▶ Extracted data entries
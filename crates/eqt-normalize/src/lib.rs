//! eqt-normalize
//!
//! Event Normalizer: turns free-text history rows (as typed into a public
//! form) into [`NormalizedEvent`] values the reconciliation engine can replay.
//!
//! - action text (multi-language) -> binary [`Action`] via a named [`ActionPolicy`]
//! - equipment identifiers -> canonical [`EquipmentKey`]
//! - heterogeneous timestamps -> UTC instant (epoch sentinel when unparseable)
//!
//! Deterministic, pure logic. No IO.

pub mod action;
pub mod event;
pub mod key;
pub mod timestamp;

pub use action::{resolve_action, Action, ActionMatch, ActionPolicy, ActionTerms};
pub use event::{normalize_record, NormalizedEvent, RawEventRecord};
pub use key::{is_valid_identifier, normalize_key, EquipmentKey, IdentifierPolicy, DEFAULT_PLACEHOLDERS};
pub use timestamp::{epoch_sentinel, is_epoch_sentinel, parse_timestamp};
use std::collections::BTreeMap;

use eqt_normalize::{
    normalize_record, Action, ActionPolicy, EquipmentKey, IdentifierPolicy, NormalizedEvent,
    RawEventRecord,
};
use tracing::{debug, info};

use crate::ordering::sort_for_replay;
use crate::{
    EquipmentState, EquipmentStatus, IssueKind, ReconciledEvent, ReconciliationResult, NO_HOLDER,
    UNKNOWN_FIELD, WAREHOUSE,
};

/// Policies the normalizer applies before replay.
#[derive(Clone, Debug, Default, PartialEq, Eq)]
pub struct ReconcilePolicy {
    pub actions: ActionPolicy,
    pub identifiers: IdentifierPolicy,
}

/// Reconcile with the legacy action policy and default placeholder set.
pub fn reconcile(records: &[RawEventRecord]) -> ReconciliationResult {
    reconcile_with(records, &ReconcilePolicy::default())
}

/// Normalize, sort into replay order, replay.
///
/// Never fails: malformed or contradictory rows come back as issues.
pub fn reconcile_with(records: &[RawEventRecord], policy: &ReconcilePolicy) -> ReconciliationResult {
    let mut prepared: Vec<NormalizedEvent> = records
        .iter()
        .enumerate()
        .map(|(position, raw)| normalize_record(raw, position, &policy.actions))
        .collect();
    sort_for_replay(&mut prepared);

    let mut replay = Replay::default();
    for event in prepared {
        replay.apply(event, &policy.identifiers);
    }
    let result = replay.finish();

    info!(
        records = records.len(),
        valid = result.valid_event_count,
        issues = result.issues.len(),
        ignored_identifiers = result.ignored_identifier_count,
        equipment = result.states.len(),
        "history reconciled"
    );
    result
}

// ---------------------------------------------------------------------------
// Replay
// ---------------------------------------------------------------------------

#[derive(Default)]
struct Replay {
    states: BTreeMap<EquipmentKey, EquipmentState>,
    events: Vec<ReconciledEvent>,
    valid_event_count: usize,
    ignored_identifier_count: usize,
}

impl Replay {
    fn apply(&mut self, event: NormalizedEvent, identifiers: &IdentifierPolicy) {
        if !identifiers.is_valid(&event.equipment_key) {
            self.ignored_identifier_count += 1;
            debug!(
                event_id = %event.event_id,
                equipment_id = %event.equipment_id,
                "event quarantined: invalid identifier"
            );
            self.events
                .push(ReconciledEvent::rejected(event, IssueKind::InvalidIdentifier));
            return;
        }

        let state = self
            .states
            .entry(event.equipment_key.clone())
            .or_insert_with(|| EquipmentState::new(event.equipment_key.clone()));

        let verdict = match event.action {
            Action::Checkout => checkout(state, &event),
            Action::Checkin => checkin(state, &event),
        };

        match verdict {
            Ok(()) => {
                self.valid_event_count += 1;
                self.events.push(ReconciledEvent::accepted(event));
            }
            Err(kind) => {
                debug!(
                    event_id = %event.event_id,
                    equipment_key = %event.equipment_key,
                    issue = ?kind,
                    "event quarantined"
                );
                self.events.push(ReconciledEvent::rejected(event, kind));
            }
        }
    }

    fn finish(self) -> ReconciliationResult {
        let issues = self.events.iter().filter(|e| !e.valid).cloned().collect();
        ReconciliationResult {
            events: self.events,
            states: self.states,
            issues,
            valid_event_count: self.valid_event_count,
            ignored_identifier_count: self.ignored_identifier_count,
        }
    }
}

/// Available -> Borrowed. A checkout of borrowed equipment leaves holder,
/// location and last-event fields untouched.
fn checkout(state: &mut EquipmentState, event: &NormalizedEvent) -> Result<(), IssueKind> {
    state.checkout_count += 1;
    if state.status == EquipmentStatus::Borrowed {
        state.invalid_checkout_count += 1;
        return Err(IssueKind::DuplicateCheckout);
    }

    state.status = EquipmentStatus::Borrowed;
    state.current_holder = or_unknown(&event.actor);
    state.current_location = or_unknown(&event.location);
    mark_transition(state, event);
    Ok(())
}

/// Borrowed -> Available.
fn checkin(state: &mut EquipmentState, event: &NormalizedEvent) -> Result<(), IssueKind> {
    state.checkin_count += 1;
    if state.status == EquipmentStatus::Available {
        state.invalid_checkin_count += 1;
        return Err(IssueKind::OrphanCheckin);
    }

    state.status = EquipmentStatus::Available;
    state.current_holder = NO_HOLDER.to_string();
    state.current_location = WAREHOUSE.to_string();
    mark_transition(state, event);
    Ok(())
}

fn mark_transition(state: &mut EquipmentState, event: &NormalizedEvent) {
    state.last_event_timestamp = event.timestamp.clone();
    state.last_event_id = Some(event.event_id.clone());
}

fn or_unknown(value: &str) -> String {
    if value.is_empty() {
        UNKNOWN_FIELD.to_string()
    } else {
        value.to_string()
    }
}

▶ Activity
If a line in the records includes the string "into", copy it.

▶ Solution to this task
//! Event Normalizer: turns free-text history rows (as typed into a public
//! form) into [`NormalizedEvent`] values the reconciliation engine can replay.
/// Normalize, sort into replay order, replay.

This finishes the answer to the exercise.